Antipasto Roll Ups Recipe

  • 1 can size refrigerated cresent rolls (10 ounce can)
  • 1/8 pound thinly sliced boiled ham
  • 1/8 pound thinly sliced provolone cheese
  • 1/8 pound thinly sliced swiss cheese
  • 1/8 pound thinly sliced genoa salami (6 slices)
  • 1/8 pound thinly sliced pepperoni (10 slices)
  • 1 jar size, roasted red peppers, drained and cut into thin strips (6 ounce jar)
  • 1 egg (large)
  • 3 tablespoons grated Parmesan cheese
  • 1/2 teaspoon ground black pepper
1. Preheat oven to 350° Line 9x13 baking pan with parchment and lightly spray with non stick cooking spray. On counter or board, unroll one package of the crescent rolls, press seams together, leaving sides a little higher like a pizza crust.

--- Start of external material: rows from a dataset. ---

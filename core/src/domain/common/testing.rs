//! Mock-backed services shared by service tests.

use crate::{
    domain::{
        breed::BreedCatalog,
        common::{entities::app_errors::CoreError, services::Service},
        health::ports::MockHealthCheckRepository,
        llm::ports::MockLLMClient,
        pet::ports::KeyValueStore,
        vet::{entities::VetClinic, ports::MockPlacesClient},
    },
    infrastructure::storage::memory::InMemoryKeyValueStore,
};

pub type TestService =
    Service<InMemoryKeyValueStore, MockLLMClient, MockPlacesClient, MockHealthCheckRepository>;

/// Model that answers every prompt with `response`.
pub fn llm_answering(response: &str) -> MockLLMClient {
    let response = response.to_string();
    let mut llm = MockLLMClient::new();
    llm.expect_generate_with_text().returning(move |_, _| {
        let response = response.clone();
        Box::pin(async move { Ok(response) })
    });
    llm
}

/// Model that is unreachable.
pub fn llm_failing() -> MockLLMClient {
    let mut llm = MockLLMClient::new();
    llm.expect_generate_with_text().returning(|_, _| {
        Box::pin(async { Err(CoreError::ExternalServiceError("model unavailable".to_string())) })
    });
    llm
}

/// Model that must not be called.
pub fn llm_unused() -> MockLLMClient {
    let mut llm = MockLLMClient::new();
    llm.expect_generate_with_text().never();
    llm
}

pub fn places_returning(clinics: Vec<VetClinic>) -> MockPlacesClient {
    let mut places = MockPlacesClient::new();
    places.expect_search_veterinarians().returning(move |_| {
        let clinics = clinics.clone();
        Box::pin(async move { Ok(clinics) })
    });
    places
}

pub fn places_unused() -> MockPlacesClient {
    let mut places = MockPlacesClient::new();
    places.expect_search_veterinarians().never();
    places
}

/// Service over the canonical catalog with the given key-value store. The
/// places directory and the health repository must not be called.
pub fn service_with_store<KV: KeyValueStore>(
    store: KV,
    llm: MockLLMClient,
) -> Service<KV, MockLLMClient, MockPlacesClient, MockHealthCheckRepository> {
    let catalog = BreedCatalog::canonical().expect("canonical catalog is valid");
    Service::new(
        catalog,
        store,
        llm,
        places_unused(),
        MockHealthCheckRepository::new(),
    )
}

pub fn test_service_with_places(llm: MockLLMClient, places: MockPlacesClient) -> TestService {
    let catalog = BreedCatalog::canonical().expect("canonical catalog is valid");
    Service::new(
        catalog,
        InMemoryKeyValueStore::new(),
        llm,
        places,
        MockHealthCheckRepository::new(),
    )
}

/// Service over the canonical catalog and an empty in-memory store.
pub fn test_service(llm: MockLLMClient) -> TestService {
    service_with_store(InMemoryKeyValueStore::new(), llm)
}
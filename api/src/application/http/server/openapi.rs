use crate::application::http::{
    breed::router::BreedApiDoc, chat::router::ChatApiDoc,
    feeding_plan::router::FeedingPlanApiDoc, health::router::HealthApiDoc,
    pet::router::PetApiDoc, ration::router::RationApiDoc, vet::router::VetApiDoc,
};
use utoipa::OpenApi;

#[derive(OpenApi)]
#[openapi(
    info(
        title = "FidoFeed API",
        description = "Daily food rations and meal plans for dogs."
    ),
    nest(
        (path = "/health", api = HealthApiDoc),
        (path = "/breeds", api = BreedApiDoc),
        (path = "/rations", api = RationApiDoc),
        (path = "/feeding-plans", api = FeedingPlanApiDoc),
        (path = "/chat", api = ChatApiDoc),
        (path = "/vets", api = VetApiDoc),
        (path = "/pets", api = PetApiDoc),
    )
)]
pub struct ApiDoc;
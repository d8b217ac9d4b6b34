use axum::{Router, routing::get};
use utoipa::OpenApi;

use super::handlers::{__path_find_vets, find_vets};
use crate::application::http::server::app_state::AppState;

#[derive(OpenApi)]
#[openapi(paths(find_vets))]
pub struct VetApiDoc;

pub fn vet_routes(state: AppState) -> Router<AppState> {
    Router::new().route(
        &format!("{}/vets", state.args.server.root_path),
        get(find_vets),
    )
}
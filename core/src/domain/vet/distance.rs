const EARTH_RADIUS_KM: f64 = 6371.0;

/// Great-circle distance between two points given in decimal degrees.
pub fn haversine_km(lat1: f64, lon1: f64, lat2: f64, lon2: f64) -> f64 {
    let d_lat = (lat2 - lat1).to_radians();
    let d_lon = (lon2 - lon1).to_radians();

    let a = (d_lat / 2.0).sin().powi(2)
        + lat1.to_radians().cos() * lat2.to_radians().cos() * (d_lon / 2.0).sin().powi(2);

    2.0 * EARTH_RADIUS_KM * a.sqrt().asin()
}
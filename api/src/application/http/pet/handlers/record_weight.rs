use axum::{
    Extension,
    extract::{Path, State},
};
use fidofeed_core::domain::pet::{ports::PetService, value_objects::RecordWeightInput};
use uuid::Uuid;

use crate::application::{
    device_middleware::DeviceContext,
    http::{
        pet::{handlers::PetResponse, validators::RecordWeightValidator},
        server::{
            api_entities::{
                api_error::{ApiError, ValidateJson},
                response::Response,
            },
            app_state::AppState,
        },
    },
};

#[utoipa::path(
    post,
    path = "/{pet_id}/weights",
    tag = "pet",
    summary = "Record weight",
    params(
        ("pet_id" = Uuid, Path, description = "Pet ID"),
        ("X-Device-Id" = Option<String>, Header, description = "Device owning the pets"),
    ),
    responses(
        (status = 201, body = PetResponse),
        (status = 400, description = "Invalid weight"),
        (status = 404, description = "Pet not found")
    ),
    request_body = RecordWeightValidator
)]
pub async fn record_weight(
    Path(pet_id): Path<Uuid>,
    State(state): State<AppState>,
    Extension(device_context): Extension<DeviceContext>,
    ValidateJson(payload): ValidateJson<RecordWeightValidator>,
) -> Result<Response<PetResponse>, ApiError> {
    let pet = state
        .service
        .record_weight(
            &device_context.device_id,
            pet_id,
            RecordWeightInput {
                weight_kg: payload.weight_kg,
                recorded_at: payload.recorded_at,
            },
        )
        .await
        .map_err(ApiError::from)?;

    Ok(Response::Created(PetResponse { data: pet }))
}
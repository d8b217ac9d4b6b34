use axum::{Router, middleware, routing::post};
use utoipa::OpenApi;

use super::handlers::{__path_calculate_ration, calculate_ration};
use crate::application::{
    device_middleware::device_middleware, http::server::app_state::AppState,
};

#[derive(OpenApi)]
#[openapi(paths(calculate_ration))]
pub struct RationApiDoc;

pub fn ration_routes(state: AppState) -> Router<AppState> {
    Router::new()
        .route(
            &format!("{}/rations", state.args.server.root_path),
            post(calculate_ration),
        )
        .layer(middleware::from_fn(device_middleware))
}
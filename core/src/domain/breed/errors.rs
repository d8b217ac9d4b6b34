use thiserror::Error;

#[derive(Debug, Clone, PartialEq, Error)]
pub enum CatalogError {
    #[error("duplicate breed id \"{0}\"")]
    DuplicateId(String),

    #[error("breed id must not be empty")]
    EmptyId,

    #[error("breed \"{id}\" has a non-positive average weight ({weight_kg} kg)")]
    InvalidWeight { id: String, weight_kg: f64 },

    #[error("failed to read breed catalog: {0}")]
    Io(String),

    #[error("failed to parse breed catalog: {0}")]
    Parse(String),
}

2. Layer in order with ham, provolone, swiss, salami and pepperoni.

3. Distribute drained and sliced roasted red peppers over top.

4. In a small mixing bowl combine egg, parmesan and pepper; beat lightly.

5. Pour 3/4 cup of egg mixture over the top of the peppers; distributing evenly and carefully to not let liquid escape the crust sides.

6. Roll jelly roll style and squeeze ends together. Brush remaining egg on top and add poppy seeds or sesame seeds if desired.

7. Cover with aluminum foil and bake in preheated oven for 25 minutes. Remove foil and bake another 10-20 minutes until dough is golden brown and slightly puffy. Remove from oven let sit for about 10 minutes, cut into 1 inch pieces. Serve warm or at room temperature.

8. You can make 2 logs in same pan for extra servings.